▸ Activity
Transcribe each record as written.

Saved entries
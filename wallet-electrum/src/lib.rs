//! Electrum protocol client.
//!
//! One background task owns the TCP/TLS connection and speaks the Electrum
//! 1.4 line-delimited JSON-RPC protocol: requests carry monotonically
//! increasing integer ids correlated through a pending map, notifications
//! (header and scripthash subscriptions) fan out through broadcast buses.
//! Dropped connections reconnect after a fixed delay and re-establish every
//! subscription.

pub mod client;
pub mod scripthash;
pub mod types;
pub mod wire;

pub use client::{
    confirmations, ClientEvents, ElectrumClient, Error, ServerConfig,
    RECONNECT_DELAY, REQUEST_TIMEOUT,
};
pub use types::{
    AddressStatus, Balance, BalanceUpdate, ConnectionState, HeaderInfo,
    HistoryItem, MerkleInfo, TxUpdate, UnspentItem,
};
//! Password-encrypted backup of the secret store.
//!
//! Export format: `salt(32) || nonce(12) || ciphertext+tag`. The AEAD key is
//! PBKDF2-HMAC-SHA256(password, salt, 100_000 iterations, 32 bytes) and the
//! cipher AES-256-GCM, with the salt bound as AAD. The plaintext is the
//! JSON-serialized map of every stored entry.

use std::{collections::BTreeMap, num::NonZeroU32};

use anyhow::Context;
use rand::RngCore;
use ring::{aead, pbkdf2};
use serde::{Deserialize, Serialize};
use thiserror::Error;

use crate::{ffs::Ffs, secret_store::SecretStore};

const SALT_LEN: usize = 32;
const NONCE_LEN: usize = 12;
const KEY_LEN: usize = 32;
const PBKDF2_ITERATIONS: u32 = 100_000;

#[derive(Debug, Error)]
pub enum BackupError {
    /// Deliberately opaque: a wrong password and a corrupted file are
    /// indistinguishable by design, nothing about which entry failed leaks.
    #[error("wrong password or corrupt backup")]
    BadPasswordOrCorrupt,
    #[error(transparent)]
    Store(#[from] anyhow::Error),
}

#[derive(Serialize, Deserialize)]
struct BackupEntry {
    requires_user_presence: bool,
    value_hex: String,
}

/// Export every stored secret, encrypted under `password`.
pub fn export<F: Ffs>(
    store: &SecretStore<F>,
    password: &str,
) -> Result<Vec<u8>, BackupError> {
    let mut entries = BTreeMap::new();
    for key in store.list("") {
        let value = store
            .get(&key)
            .with_context(|| format!("failed to read '{key}' for backup"))?
            .unwrap_or_default();
        entries.insert(
            key.clone(),
            BackupEntry {
                requires_user_presence: store.requires_user_presence(&key),
                value_hex: hex::encode(value),
            },
        );
    }
    let plaintext =
        serde_json::to_vec(&entries).context("failed to serialize backup")?;

    let mut salt = [0u8; SALT_LEN];
    rand::rngs::OsRng.fill_bytes(&mut salt);
    let mut nonce_bytes = [0u8; NONCE_LEN];
    rand::rngs::OsRng.fill_bytes(&mut nonce_bytes);

    let key = derive_key(password, &salt);
    let nonce = aead::Nonce::assume_unique_for_key(nonce_bytes);

    let mut in_out = plaintext;
    key.seal_in_place_append_tag(nonce, aead::Aad::from(&salt), &mut in_out)
        .map_err(|_| BackupError::BadPasswordOrCorrupt)?;

    let mut out = Vec::with_capacity(SALT_LEN + NONCE_LEN + in_out.len());
    out.extend_from_slice(&salt);
    out.extend_from_slice(&nonce_bytes);
    out.extend_from_slice(&in_out);
    Ok(out)
}

/// Import a backup produced by [`export`], restoring every entry.
pub fn import<F: Ffs>(
    store: &SecretStore<F>,
    password: &str,
    backup: &[u8],
) -> Result<usize, BackupError> {
    if backup.len() < SALT_LEN + NONCE_LEN + aead::AES_256_GCM.tag_len() {
        return Err(BackupError::BadPasswordOrCorrupt);
    }
    let (salt, rest) = backup.split_at(SALT_LEN);
    let (nonce_bytes, ciphertext) = rest.split_at(NONCE_LEN);

    let salt: [u8; SALT_LEN] = salt.try_into().expect("length checked");
    let nonce_bytes: [u8; NONCE_LEN] = nonce_bytes.try_into().expect("length checked");

    let key = derive_key(password, &salt);
    let nonce = aead::Nonce::assume_unique_for_key(nonce_bytes);

    let mut in_out = ciphertext.to_vec();
    let plaintext = key
        .open_in_place(nonce, aead::Aad::from(&salt), &mut in_out)
        .map_err(|_| BackupError::BadPasswordOrCorrupt)?;

    let entries: BTreeMap<String, BackupEntry> = serde_json::from_slice(plaintext)
        .map_err(|_| BackupError::BadPasswordOrCorrupt)?;

    let count = entries.len();
    for (key, entry) in entries {
        let value = hex::decode(&entry.value_hex)
            .map_err(|_| BackupError::BadPasswordOrCorrupt)?;
        store
            .put(&key, &value, entry.requires_user_presence)
            .with_context(|| format!("failed to restore '{key}'"))?;
    }
    Ok(count)
}

fn derive_key(password: &str, salt: &[u8; SALT_LEN]) -> aead::LessSafeKey {
    let iterations = NonZeroU32::new(PBKDF2_ITERATIONS).expect("nonzero");
    let mut key_bytes = [0u8; KEY_LEN];
    pbkdf2::derive(
        pbkdf2::PBKDF2_HMAC_SHA256,
        iterations,
        salt,
        password.as_bytes(),
        &mut key_bytes,
    );
    let unbound = aead::UnboundKey::new(&aead::AES_256_GCM, &key_bytes)
        .expect("32-byte AES-256 key");
    aead::LessSafeKey::new(unbound)
}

▸ Final answer
filename wallet-electrum/src/lib.rs
//! Electrum protocol client.
//!
//! One background task owns the TCP/TLS connection and speaks the Electrum
//! 1.4 line-delimited JSON-RPC protocol: requests carry monotonically
//! increasing integer ids correlated through a pending map, notifications
//! (header and scripthash subscriptions) fan out through broadcast buses.
//! Dropped connections reconnect after a fixed delay and re-establish every
//! subscription.

pub mod client;
pub mod scripthash;
pub mod types;
pub mod wire;

pub use client::{
    confirmations, ClientEvents, ElectrumClient, Error, ServerConfig,
    RECONNECT_DELAY, REQUEST_TIMEOUT,
};
pub use types::{
    AddressStatus, Balance, BalanceUpdate, ConnectionState, HeaderInfo,
    HistoryItem, MerkleInfo, TxUpdate, UnspentItem,
};
//! Password-encrypted backup of the secret store.
//!
//! Export format: `salt(32) || nonce(12) || ciphertext+tag`. The AEAD key is
//! PBKDF2-HMAC-SHA256(password, salt, 100_000 iterations, 32 bytes) and the
//! cipher AES-256-GCM, with the salt bound as AAD. The plaintext is the
//! JSON-serialized map of every stored entry.

use std::{collections::BTreeMap, num::NonZeroU32};

use anyhow::Context;
use rand::RngCore;
use ring::{aead, pbkdf2};
use serde::{Deserialize, Serialize};
use thiserror::Error;

use crate::{ffs::Ffs, secret_store::SecretStore};

const SALT_LEN: usize = 32;
const NONCE_LEN: usize = 12;
const KEY_LEN: usize = 32;
const PBKDF2_ITERATIONS: u32 = 100_000;

#[derive(Debug, Error)]
pub enum BackupError {
    /// Deliberately opaque: a wrong password and a corrupted file are
    /// indistinguishable by design, nothing about which entry failed leaks.
    #[error("wrong password or corrupt backup")]
    BadPasswordOrCorrupt,
    #[error(transparent)]
    Store(#[from] anyhow::Error),
}

#[derive(Serialize, Deserialize)]
struct BackupEntry {
    requires_user_presence: bool,
    value_hex: String,
}

/// Export every stored secret, encrypted under `password`.
pub fn export<F: Ffs>(
    store: &SecretStore<F>,
    password: &str,
) -> Result<Vec<u8>, BackupError> {
    let mut entries = BTreeMap::new();
    for key in store.list("") {
        let value = store
            .get(&key)
            .with_context(|| format!("failed to read '{key}' for backup"))?
            .unwrap_or_default();
        entries.insert(
            key.clone(),
            BackupEntry {
                requires_user_presence: store.requires_user_presence(&key),
                value_hex: hex::encode(value),
            },
        );
    }
    let plaintext =
        serde_json::to_vec(&entries).context("failed to serialize backup")?;

    let mut salt = [0u8; SALT_LEN];
    rand::rngs::OsRng.fill_bytes(&mut salt);
    let mut nonce_bytes = [0u8; NONCE_LEN];
    rand::rngs::OsRng.fill_bytes(&mut nonce_bytes);

    let key = derive_key(password, &salt);
    let nonce = aead::Nonce::assume_unique_for_key(nonce_bytes);

    let mut in_out = plaintext;
    key.seal_in_place_append_tag(nonce, aead::Aad::from(&salt), &mut in_out)
        .map_err(|_| BackupError::BadPasswordOrCorrupt)?;

    let mut out = Vec::with_capacity(SALT_LEN + NONCE_LEN + in_out.len());
    out.extend_from_slice(&salt);
    out.extend_from_slice(&nonce_bytes);
    out.extend_from_slice(&in_out);
    Ok(out)
}

/// Import a backup produced by [`export`], restoring every entry.
pub fn import<F: Ffs>(
    store: &SecretStore<F>,
    password: &str,
    backup: &[u8],
) -> Result<usize, BackupError> {
    if backup.len() < SALT_LEN + NONCE_LEN + aead::AES_256_GCM.tag_len() {
        return Err(BackupError::BadPasswordOrCorrupt);
    }
    let (salt, rest) = backup.split_at(SALT_LEN);
    let (nonce_bytes, ciphertext) = rest.split_at(NONCE_LEN);

    let salt: [u8; SALT_LEN] = salt.try_into().expect("length checked");
    let nonce_bytes: [u8; NONCE_LEN] = nonce_bytes.try_into().expect("length checked");

    let key = derive_key(password, &salt);
    let nonce = aead::Nonce::assume_unique_for_key(nonce_bytes);

    let mut in_out = ciphertext.to_vec();
    let plaintext = key
        .open_in_place(nonce, aead::Aad::from(&salt), &mut in_out)
        .map_err(|_| BackupError::BadPasswordOrCorrupt)?;

    let entries: BTreeMap<String, BackupEntry> = serde_json::from_slice(plaintext)
        .map_err(|_| BackupError::BadPasswordOrCorrupt)?;

    let count = entries.len();
    for (key, entry) in entries {
        let value = hex::decode(&entry.value_hex)
            .map_err(|_| BackupError::BadPasswordOrCorrupt)?;
        store
            .put(&key, &value, entry.requires_user_presence)
            .with_context(|| format!("failed to restore '{key}'"))?;
    }
    Ok(count)
}

fn derive_key(password: &str, salt: &[u8; SALT_LEN]) -> aead::LessSafeKey {
    let iterations = NonZeroU32::new(PBKDF2_ITERATIONS).expect("nonzero");
    let mut key_bytes = [0u8; KEY_LEN];
    pbkdf2::derive(
        pbkdf2::PBKDF2_HMAC_SHA256,
        iterations,
        salt,
        password.as_bytes(),
        &mut key_bytes,
    );
    let unbound = aead::UnboundKey::new(&aead::AES_256_GCM, &key_bytes)
        .expect("32-byte AES-256 key");
    aead::LessSafeKey::new(unbound)
}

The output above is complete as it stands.